Androgenic alopecia is caused by the interaction of genetic factors and male hormones. The gene responsible for the condition has not been identified, but is said to be inherited in an autosomal dominant manner. People with androgenetic alopecia have genes that predispose to the disease and, therefore, can lose hair at any time in their lives. A genetic predisposition to androgenetic alopecia makes sick people sensitive to the action of the male hormone dihydrotestosterone (DHT). The presence of high levels of DHT in androgen-dependent areas of the scalp contributes to hair loss and slows hair growth. DHT readily binds to receptors in the hair follicles and causes contraction of the hair follicles. Contraction of hair follicles causes hair loss and hair miniaturization.

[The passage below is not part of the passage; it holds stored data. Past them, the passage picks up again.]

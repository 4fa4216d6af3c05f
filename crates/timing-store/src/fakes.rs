//! In-memory fake for the storage trait (testing only)
//!
//! Provides `MemoryTimingRepository`, which satisfies the `TimingRepository`
//! contract without any external dependencies and can be told to fail
//! persistence for chosen competitors.

use std::collections::{BTreeMap, HashMap, HashSet};
use std::sync::atomic::{AtomicU64, Ordering};
use std::sync::Mutex;

use async_trait::async_trait;

use crate::error::StoreError;
use crate::storage_traits::*;

type ReleasedKey = (String, StageId, CompetitorId);

/// In-memory repository backed by a `HashMap<event_id, dataset>` for sources
/// and a `BTreeMap` for released records.
#[derive(Debug, Default)]
pub struct MemoryTimingRepository {
    events: Mutex<HashMap<String, EventDataset>>,
    released: Mutex<BTreeMap<ReleasedKey, TimingRecord>>,
    failing: Mutex<HashSet<CompetitorId>>,
    persist_attempts: AtomicU64,
}

impl MemoryTimingRepository {
    pub fn new() -> Self {
        Self::default()
    }

    /// Create a repository pre-loaded with one event.
    pub fn with_event(dataset: EventDataset) -> Self {
        let repo = Self::new();
        repo.insert_event(dataset);
        repo
    }

    /// Register (or replace) an event and its source records.
    pub fn insert_event(&self, dataset: EventDataset) {
        let mut events = self.events.lock().unwrap();
        events.insert(dataset.event.id.0.clone(), dataset);
    }

    /// Make every `persist_record` call for `competitor` fail.
    pub fn fail_persist_for(&self, competitor: CompetitorId) {
        self.failing.lock().unwrap().insert(competitor);
    }

    /// Stop injecting persistence failures.
    pub fn heal(&self) {
        self.failing.lock().unwrap().clear();
    }

    /// Number of `persist_record` calls seen, successful or not.
    pub fn persist_attempts(&self) -> u64 {
        self.persist_attempts.load(Ordering::SeqCst)
    }
}

#[async_trait]
impl TimingRepository for MemoryTimingRepository {
    async fn load_event(&self, event_id: &EventId) -> StoreResult<EventInfo> {
        let events = self.events.lock().unwrap();
        events
            .get(event_id.as_str())
            .map(|d| d.event.clone())
            .ok_or_else(|| StoreError::NotFound {
                event_id: event_id.0.clone(),
            })
    }

    async fn load_records(&self, event_id: &EventId) -> StoreResult<Vec<TimingRecord>> {
        let events = self.events.lock().unwrap();
        let dataset = events
            .get(event_id.as_str())
            .ok_or_else(|| StoreError::NotFound {
                event_id: event_id.0.clone(),
            })?;
        if dataset.records.is_empty() {
            return Err(StoreError::EmptyDataset {
                event_id: event_id.0.clone(),
            });
        }
        Ok(dataset.records.clone())
    }

    async fn persist_record(&self, event_id: &EventId, record: &TimingRecord) -> StoreResult<()> {
        self.persist_attempts.fetch_add(1, Ordering::SeqCst);
        if self.failing.lock().unwrap().contains(&record.competitor) {
            return Err(StoreError::Persist {
                competitor: record.competitor.0,
                stage: record.stage.0,
                reason: "injected failure".to_string(),
            });
        }
        let mut released = self.released.lock().unwrap();
        released.insert(
            (event_id.0.clone(), record.stage, record.competitor),
            record.clone(),
        );
        Ok(())
    }

    async fn released_records(&self, event_id: &EventId) -> StoreResult<Vec<TimingRecord>> {
        let released = self.released.lock().unwrap();
        Ok(released
            .iter()
            .filter(|((event, _, _), _)| event == event_id.as_str())
            .map(|(_, record)| record.clone())
            .collect())
    }
}
// ---------------------------------------------------------------------------
// Ticker
// ---------------------------------------------------------------------------

async fn run_ticker<R: TimingRepository + 'static>(
    repo: Arc<R>,
    inner: Arc<Mutex<Inner>>,
    event_id: EventId,
    generation: u64,
    period: Duration,
    mut cancelled: oneshot::Receiver<()>,
) {
    let mut interval = tokio::time::interval_at(Instant::now() + period, period);
    interval.set_missed_tick_behavior(MissedTickBehavior::Delay);

    loop {
        tokio::select! {
            _ = &mut cancelled => return,
            _ = interval.tick() => {}
        }

        let (epoch, records) = {
            let mut guard = inner.lock().await;
            if guard.generation != generation {
                return;
            }
            let Some(run) = guard.run.as_mut() else {
                return;
            };
            let outcome = run.scheduler.tick();
            guard.account(event_id.as_str(), &outcome);
            if outcome.completed {
                // Dropping our own ticker entry detaches this task.
                guard.ticker = None;
                guard.generation += 1;
                return;
            }
            (guard.epoch, outcome.records)
        };

        if !records.is_empty() {
            persist_batch(repo.as_ref(), &inner, &event_id, epoch, &records).await;
        }
    }
}

/// Persist every record of a batch. Failures are counted, never retried and
/// never roll back release progress.
async fn persist_batch<R: TimingRepository>(
    repo: &R,
    inner: &Mutex<Inner>,
    event_id: &EventId,
    epoch: u64,
    records: &[TimingRecord],
) {
    let mut saved = 0u64;
    let mut failures = Vec::new();
    for record in records {
        match repo.persist_record(event_id, record).await {
            Ok(()) => saved += 1,
            Err(err) => {
                obs::emit_persist_failed(
                    event_id.as_str(),
                    record.competitor.0,
                    record.stage.0,
                    &err,
                );
                METRICS.inc_persist_failures();
                failures.push(err.to_string());
            }
        }
    }

    let mut guard = inner.lock().await;
    if guard.epoch != epoch {
        debug!(saved, "persist results from a previous run discarded");
        return;
    }
    guard.persisted += saved;
    guard.persist_failures += failures.len() as u64;
    if saved > 0 {
        guard
            .log
            .push(LogCategory::Persist, format!("{saved} records saved"));
    }
    for failure in failures {
        guard.log.push(LogCategory::Error, failure);
    }
}
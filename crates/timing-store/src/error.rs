//! Error types for timing-store

use thiserror::Error;

/// Errors that can occur in the timing persistence layer
#[derive(Error, Debug)]
pub enum StoreError {
    /// The event (or its dataset) does not exist
    #[error("Event not found: {event_id}")]
    NotFound { event_id: String },

    /// The event exists but has no timing records
    #[error("Event {event_id} has no timing records")]
    EmptyDataset { event_id: String },

    /// A released record could not be written downstream
    #[error("Failed to persist competitor {competitor} stage {stage}: {reason}")]
    Persist {
        competitor: u32,
        stage: u32,
        reason: String,
    },

    /// Database connection error
    #[error("Database connection failed: {0}")]
    Connection(String),

    /// Database query error
    #[error("Database query failed: {0}")]
    Query(String),

    /// Serialization error
    #[error("Serialization failed: {0}")]
    Serialization(String),

    /// Schema setup error
    #[error("Schema setup failed: {0}")]
    SchemaSetup(String),
}

impl From<surrealdb::Error> for StoreError {
    fn from(err: surrealdb::Error) -> Self {
        StoreError::Query(err.to_string())
    }
}

impl From<serde_json::Error> for StoreError {
    fn from(err: serde_json::Error) -> Self {
        StoreError::Serialization(err.to_string())
    }
}
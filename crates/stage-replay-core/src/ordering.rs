//! Start-order perturbation.
//!
//! Competitors are served in a fixed order for the whole run. That order is
//! the natural one with bounded random jitter: each item's sort key is
//! `index + uniform(-variation, +variation)`, so an item can only drift a
//! limited number of places from where it started.

use rand::Rng;

/// Largest jitter applied to a sort key. Anything wider is already a full
/// shuffle for any realistic field size.
pub const MAX_ORDER_VARIATION: f64 = 1_000_000.0;

/// Return `items` reordered by jittered sort keys.
///
/// With `variation == 0` the natural order is returned unchanged. Ties keep
/// their natural order (stable sort).
pub fn perturbed_order<T, R>(items: &[T], variation: f64, rng: &mut R) -> Vec<T>
where
    T: Clone,
    R: Rng + ?Sized,
{
    let variation = if variation.is_finite() {
        variation.abs().min(MAX_ORDER_VARIATION)
    } else {
        0.0
    };

    let mut keyed: Vec<(f64, &T)> = items
        .iter()
        .enumerate()
        .map(|(index, item)| {
            let jitter = if variation > 0.0 {
                rng.gen_range(-variation..variation)
            } else {
                0.0
            };
            (index as f64 + jitter, item)
        })
        .collect();

    keyed.sort_by(|a, b| a.0.total_cmp(&b.0));
    keyed.into_iter().map(|(_, item)| item.clone()).collect()
}
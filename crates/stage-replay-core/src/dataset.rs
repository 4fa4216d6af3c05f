//! Read-only dataset index for one event.
//!
//! Groups the flat list of timing records by competitor and by stage, assigns
//! dense stage positions (0..N-1, ascending stage id) and computes per-stage
//! totals. Built once per replay and shared via `Arc`; never mutated.

use std::collections::{BTreeMap, BTreeSet, HashMap};

use sha2::{Digest, Sha256};
use timing_store::{CompetitorId, StageId, TimingRecord};
use tracing::{debug, warn};

/// Build failure: the dataset contained no records.
#[derive(Debug, Clone, Copy, PartialEq, Eq, thiserror::Error)]
#[error("dataset has no timing records")]
pub struct EmptyDatasetError;

/// One ordered leg of the event.
#[derive(Debug, Clone, PartialEq, Eq)]
pub struct Stage {
    pub id: StageId,
    /// Dense 0-based sequence position
    pub position: usize,
    /// Number of releasable records for this stage
    pub total: usize,
}

/// One participant and its records, indexed by stage position.
#[derive(Debug, Clone)]
pub struct Competitor {
    pub id: CompetitorId,
    records: Vec<Option<TimingRecord>>,
}

impl Competitor {
    /// The record for stage `position`, if the competitor completed it.
    pub fn record(&self, position: usize) -> Option<&TimingRecord> {
        self.records.get(position).and_then(Option::as_ref)
    }

    /// Number of stages this competitor has a record for.
    pub fn stages_completed(&self) -> usize {
        self.records.iter().filter(|r| r.is_some()).count()
    }
}

/// In-memory projection of an event's timing records.
#[derive(Debug, Clone)]
pub struct DatasetIndex {
    stages: Vec<Stage>,
    /// Sorted by ascending competitor id (natural order)
    competitors: Vec<Competitor>,
    total_records: usize,
    skipped_records: usize,
    fingerprint: String,
}

impl DatasetIndex {
    /// Build the index from a flat record list.
    ///
    /// A competitor can only be released one stage after another, so a record
    /// that follows a gap in that competitor's stages could never be released.
    /// Such records, and duplicate `(competitor, stage)` pairs after the
    /// first, are dropped and counted in [`skipped_records`](Self::skipped_records).
    pub fn build(records: Vec<TimingRecord>) -> Result<Self, EmptyDatasetError> {
        if records.is_empty() {
            return Err(EmptyDatasetError);
        }

        let stage_ids: BTreeSet<StageId> = records.iter().map(|r| r.stage).collect();
        let position: HashMap<StageId, usize> = stage_ids
            .iter()
            .enumerate()
            .map(|(pos, id)| (*id, pos))
            .collect();
        let all_stages = stage_ids.len();

        let mut skipped = 0usize;
        let mut grouped: BTreeMap<CompetitorId, Vec<Option<TimingRecord>>> = BTreeMap::new();
        for record in records {
            let slots = grouped
                .entry(record.competitor)
                .or_insert_with(|| vec![None; all_stages]);
            let slot = &mut slots[position[&record.stage]];
            if slot.is_some() {
                warn!(
                    competitor = %record.competitor,
                    stage = %record.stage,
                    "duplicate timing record dropped"
                );
                skipped += 1;
                continue;
            }
            *slot = Some(record);
        }

        let mut competitors = Vec::with_capacity(grouped.len());
        let mut stage_count = 0usize;
        for (id, mut slots) in grouped {
            let reachable = slots.iter().take_while(|r| r.is_some()).count();
            let unreachable = slots[reachable..].iter().filter(|r| r.is_some()).count();
            if unreachable > 0 {
                warn!(
                    competitor = %id,
                    unreachable,
                    "records after a missing stage can never be released; dropped"
                );
                skipped += unreachable;
            }
            slots.truncate(reachable);
            if reachable == 0 {
                continue;
            }
            stage_count = stage_count.max(reachable);
            competitors.push(Competitor { id, records: slots });
        }

        let stages: Vec<Stage> = stage_ids
            .into_iter()
            .take(stage_count)
            .enumerate()
            .map(|(pos, id)| Stage {
                id,
                position: pos,
                total: competitors
                    .iter()
                    .filter(|c| c.record(pos).is_some())
                    .count(),
            })
            .collect();
        let total_records = stages.iter().map(|s| s.total).sum();
        let fingerprint = fingerprint(&competitors);

        debug!(
            stages = stages.len(),
            competitors = competitors.len(),
            total_records,
            skipped,
            "dataset index built"
        );

        Ok(Self {
            stages,
            competitors,
            total_records,
            skipped_records: skipped,
            fingerprint,
        })
    }

    pub fn stages(&self) -> &[Stage] {
        &self.stages
    }

    pub fn stage(&self, position: usize) -> Option<&Stage> {
        self.stages.get(position)
    }

    pub fn stage_count(&self) -> usize {
        self.stages.len()
    }

    /// Releasable records for stage `position` (0 for unknown positions).
    pub fn total_for(&self, position: usize) -> usize {
        self.stages.get(position).map_or(0, |s| s.total)
    }

    /// Competitors in natural (ascending id) order.
    pub fn competitors(&self) -> &[Competitor] {
        &self.competitors
    }

    pub fn competitor(&self, index: usize) -> Option<&Competitor> {
        self.competitors.get(index)
    }

    pub fn competitor_count(&self) -> usize {
        self.competitors.len()
    }

    pub fn total_records(&self) -> usize {
        self.total_records
    }

    /// Records dropped at build time (duplicates and unreachable records).
    pub fn skipped_records(&self) -> usize {
        self.skipped_records
    }

    /// SHA-256 (hex) over the indexed records; equal datasets hash equal.
    pub fn fingerprint(&self) -> &str {
        &self.fingerprint
    }
}

fn fingerprint(competitors: &[Competitor]) -> String {
    let mut hasher = Sha256::new();
    for competitor in competitors {
        for record in competitor.records.iter().flatten() {
            hasher.update(record.competitor.0.to_le_bytes());
            hasher.update(record.stage.0.to_le_bytes());
            hasher.update(record.elapsed_secs.to_bits().to_le_bytes());
            hasher.update(record.penalty_secs.to_bits().to_le_bytes());
        }
    }
    hex::encode(hasher.finalize())
}
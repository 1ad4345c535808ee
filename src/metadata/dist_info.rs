//! Parsers for the files found inside `*.dist-info` and `*.egg-info` directories.

use std::path::PathBuf;

/// One distribution as recorded in a site directory.
#[derive(Debug, Clone, PartialEq, Default)]
pub struct InstalledDistribution {
    /// Display name from the `Name` header (falls back to the directory name)
    pub name: String,
    pub version: String,
    /// Raw requirement strings, markers included
    pub requires: Vec<String>,
    /// Top-level importable modules from `top_level.txt`
    pub top_level: Vec<String>,
    /// The `.dist-info` / `.egg-info` path the record was read from
    pub location: PathBuf,
}

/// Kind of metadata directory.
#[derive(Debug, Clone, Copy, PartialEq, Eq)]
pub enum MetadataKind {
    DistInfo,
    EggInfo,
}

impl MetadataKind {
    /// Name of the core metadata file inside the directory.
    pub fn metadata_file(self) -> &'static str {
        match self {
            MetadataKind::DistInfo => "METADATA",
            MetadataKind::EggInfo => "PKG-INFO",
        }
    }
}

/// Headers of interest from a `METADATA` / `PKG-INFO` file.
#[derive(Debug, Default, PartialEq)]
pub struct CoreMetadata {
    pub name: Option<String>,
    pub version: Option<String>,
    pub requires_dist: Vec<String>,
}

/// Split a metadata directory name into its kind, name and version.
///
/// `requests-2.31.0.dist-info` -> (`DistInfo`, `requests`, `2.31.0`)
/// `six-1.16.0-py3.11.egg-info` -> (`EggInfo`, `six`, `1.16.0`)
pub fn parse_dir_name(file_name: &str) -> Option<(MetadataKind, String, String)> {
    let (kind, stem) = if let Some(stem) = file_name.strip_suffix(".dist-info") {
        (MetadataKind::DistInfo, stem)
    } else if let Some(stem) = file_name.strip_suffix(".egg-info") {
        (MetadataKind::EggInfo, stem)
    } else {
        return None;
    };

    let (name, rest) = match stem.split_once('-') {
        Some((name, rest)) => (name, rest),
        None => (stem, ""),
    };
    if name.is_empty() {
        return None;
    }

    // egg-info names may carry a python tag: six-1.16.0-py3.11
    let version = match kind {
        MetadataKind::EggInfo => rest.split_once("-py").map_or(rest, |(v, _)| v),
        MetadataKind::DistInfo => rest,
    };

    Some((kind, name.to_string(), version.to_string()))
}

/// Parse the RFC 822 style header block of a core metadata file.
///
/// Parsing stops at the first blank line (the long description follows it).
/// Continuation lines start with whitespace and are appended to the previous value.
pub fn parse_core_metadata(text: &str) -> CoreMetadata {
    let mut headers: Vec<(String, String)> = Vec::new();

    for line in text.lines() {
        if line.trim().is_empty() {
            break;
        }
        if line.starts_with([' ', '\t']) {
            if let Some((_, value)) = headers.last_mut() {
                value.push(' ');
                value.push_str(line.trim());
            }
            continue;
        }
        if let Some((key, value)) = line.split_once(':') {
            headers.push((key.trim().to_string(), value.trim().to_string()));
        }
    }

    let mut meta = CoreMetadata::default();
    for (key, value) in headers {
        match key.to_ascii_lowercase().as_str() {
            "name" if meta.name.is_none() => meta.name = Some(value),
            "version" if meta.version.is_none() => meta.version = Some(value),
            "requires-dist" => meta.requires_dist.push(value),
            _ => {}
        }
    }
    meta
}

/// Convert an egg-info `requires.txt` into requirement strings.
///
/// Lines under a `[section]` header are conditional; they are given a marker
/// suffix so they look like the `Requires-Dist` form of the same requirement.
pub fn parse_requires_txt(text: &str) -> Vec<String> {
    let mut requirements = Vec::new();
    let mut marker: Option<String> = None;

    for line in text.lines() {
        let line = line.trim();
        if line.is_empty() || line.starts_with('#') {
            continue;
        }
        if let Some(section) = line.strip_prefix('[').and_then(|s| s.strip_suffix(']')) {
            marker = Some(section_marker(section));
            continue;
        }
        match &marker {
            Some(m) => requirements.push(format!("{}; {}", line, m)),
            None => requirements.push(line.to_string()),
        }
    }
    requirements
}

fn section_marker(section: &str) -> String {
    match section.split_once(':') {
        Some(("", condition)) => condition.trim().to_string(),
        Some((extra, condition)) => {
            format!("({}) and extra == \"{}\"", condition.trim(), extra.trim())
        }
        None => format!("extra == \"{}\"", section.trim()),
    }
}

/// Whitespace separated module names from `top_level.txt`.
pub fn parse_top_level(text: &str) -> Vec<String> {
    text.split_whitespace().map(String::from).collect()
}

Alopecia androgenetica requires immediate treatment. Although this condition does not cause serious health problems, it can seriously affect the self-esteem and self-confidence of affected people. In addition, the condition is progressive. If left untreated, the condition can cause baldness. It is important to find the right treatment as soon as the condition is diagnosed. Usually, doctors prescribe minoxidil or finasteride, which are the only drugs approved for the treatment of androgenetic alopecia. Minoxidil is used topically, and finasteride is used internally. Both drugs are effective in stopping hair loss, but the continued use of these drugs is recommended to prevent the resumption of hair loss.
If you have any suspicions about the possible side effects of drug use over an extended period, you should look for other options. Some people with androgenetic alopecia resort to natural therapies such as rubbing olive oil, aloe vera extract and applying herbal extracts to the affected area of the scalp. Natural methods are also effective, but you must follow the regimen to see the results. Currently, there are other natural remedies on the market. These natural treatments come in many forms, such as shampoo, conditioner, vitamins and supplements.